Conversely, "any object to which people attribute life and energy" can be a puppet, Paska explained. He recalled a performance enacted by a coffee bean and a match, a love story. During the show the two objects acquired character traits. When the coffee bean was lost in a pile of other coffee beans and the match made an attempt to find the bean, "the audience knew one was special," said Paska. "And when the bean was ground up, it was heart-wrenching," he said. "The audience was almost in tears."
That is how a ritual object is born, Paska said. "The audience is complicit." And, he points out, that is not a controlling impulse, a wish to manipulate, but a creative impulse, a way to multiply the self.
Or a way to work out inner conflicts: since puppets are not really alive, people relate to them more freely. "Puppets can express the audience's forbidden impulses better than theater," said Neutzel. If Punch throws a baby out the window and almost kills Judy, no one is the worse for it. It works the other way, too. In "The Great Gabbo" (a movie that has occasionally been spoofed on The Simpsons) the dummy, Otto, expresses all of the cruel puppeteer's soft emotions.

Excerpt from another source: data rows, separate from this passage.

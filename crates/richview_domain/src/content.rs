use derive_setters::Setters;
use serde::{Deserialize, Serialize};
use strum_macros::{Display, EnumString};

use crate::Error;

/// The content family a block of text was classified into.
#[derive(Debug, Clone, Copy, PartialEq, Eq, Hash, Serialize, Deserialize, Display, EnumString)]
#[serde(rename_all = "lowercase")]
#[strum(serialize_all = "lowercase", ascii_case_insensitive)]
pub enum ContentType {
    Text,
    Markdown,
    Html,
    Json,
    Xml,
    Code,
}

impl ContentType {
    /// Tie-break rank between families that scored the same. Higher wins.
    pub fn specificity(&self) -> u8 {
        match self {
            ContentType::Code => 5,
            ContentType::Json => 4,
            ContentType::Xml => 3,
            ContentType::Html => 2,
            ContentType::Markdown => 1,
            ContentType::Text => 0,
        }
    }
}

/// Caller override for the renderer family. Anything other than `Auto`
/// bypasses classification.
#[derive(Debug, Default, Clone, Copy, PartialEq, Eq, Serialize, Deserialize, Display)]
#[serde(rename_all = "lowercase")]
#[strum(serialize_all = "lowercase")]
pub enum OutputFormat {
    #[default]
    Auto,
    Text,
    Markdown,
    Html,
    Json,
    Code,
}

impl OutputFormat {
    /// The content type the caller pinned, if any.
    pub fn pinned(&self) -> Option<ContentType> {
        match self {
            OutputFormat::Auto => None,
            OutputFormat::Text => Some(ContentType::Text),
            OutputFormat::Markdown => Some(ContentType::Markdown),
            OutputFormat::Html => Some(ContentType::Html),
            OutputFormat::Json => Some(ContentType::Json),
            OutputFormat::Code => Some(ContentType::Code),
        }
    }
}

impl std::str::FromStr for OutputFormat {
    type Err = Error;

    fn from_str(s: &str) -> Result<Self, Self::Err> {
        match s.trim().to_lowercase().as_str() {
            "auto" | "" => Ok(OutputFormat::Auto),
            "text" | "plain" => Ok(OutputFormat::Text),
            "markdown" | "md" => Ok(OutputFormat::Markdown),
            "html" => Ok(OutputFormat::Html),
            "json" => Ok(OutputFormat::Json),
            "code" => Ok(OutputFormat::Code),
            _ => Err(Error::UnknownOutputFormat(s.to_string())),
        }
    }
}

/// Outcome of classifying one input text. Recomputed whenever the input
/// changes; the same input always yields an equal result.
#[derive(Debug, Clone, PartialEq, Serialize, Deserialize, Setters)]
#[serde(rename_all = "camelCase")]
#[setters(into, strip_option)]
pub struct DetectionResult {
    pub content_type: ContentType,
    /// Clamped to `[0, 1]`.
    pub confidence: f64,
    #[serde(skip_serializing_if = "Option::is_none")]
    pub sub_type: Option<String>,
    #[serde(skip_serializing_if = "Option::is_none")]
    pub language: Option<String>,
    pub sanitized_content: String,
    pub text_content: String,
}

impl DetectionResult {
    pub fn new(
        content_type: ContentType,
        confidence: f64,
        sanitized_content: impl Into<String>,
        text_content: impl Into<String>,
    ) -> Self {
        Self {
            content_type,
            confidence: confidence.clamp(0.0, 1.0),
            sub_type: None,
            language: None,
            sanitized_content: sanitized_content.into(),
            text_content: text_content.into(),
        }
    }

    /// Result for empty input: nothing to render.
    pub fn empty() -> Self {
        Self::new(ContentType::Text, 1.0, "", "")
    }

    pub fn is_empty(&self) -> bool {
        self.sanitized_content.trim().is_empty()
    }
}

"Puppets are ideal objects for working out human problems at a distance," Neutzel said. That is why puppetry is lot closer to Antonin Artaud's idea of the theater, catharsis, than to Bertolt Brecht's idea, instruction.
"The audience projects something onto the object," Neutzel said. The puppet can become what psychoanalysts call a transitional object, like a blanket, which can make a child feel the presence of something that is not really there. It is a connection between himself and something he left behind (his home, his mother). With the use of this object he can, in a sense, bring the dead alive.
Still, with all the fears there are in the world, why would a psychoanalyst deal with the fear of puppets? Maybe it has something to do with the charge of manipulation. Manipulation, Paska noted, is a problem word not only for puppeteers but for psychoanalysts too.
In other words, just as puppeteers do not like to think of themselves as masters pulling strings, so psychoanalysts do not like the suggestion that they are practicing mental manipulation, trying to get their patients to say and do what they command.
Psychoanalysts, like puppeteers, would prefer to think of themselves as liberators who can wake up the living dead. Well, let the show begin.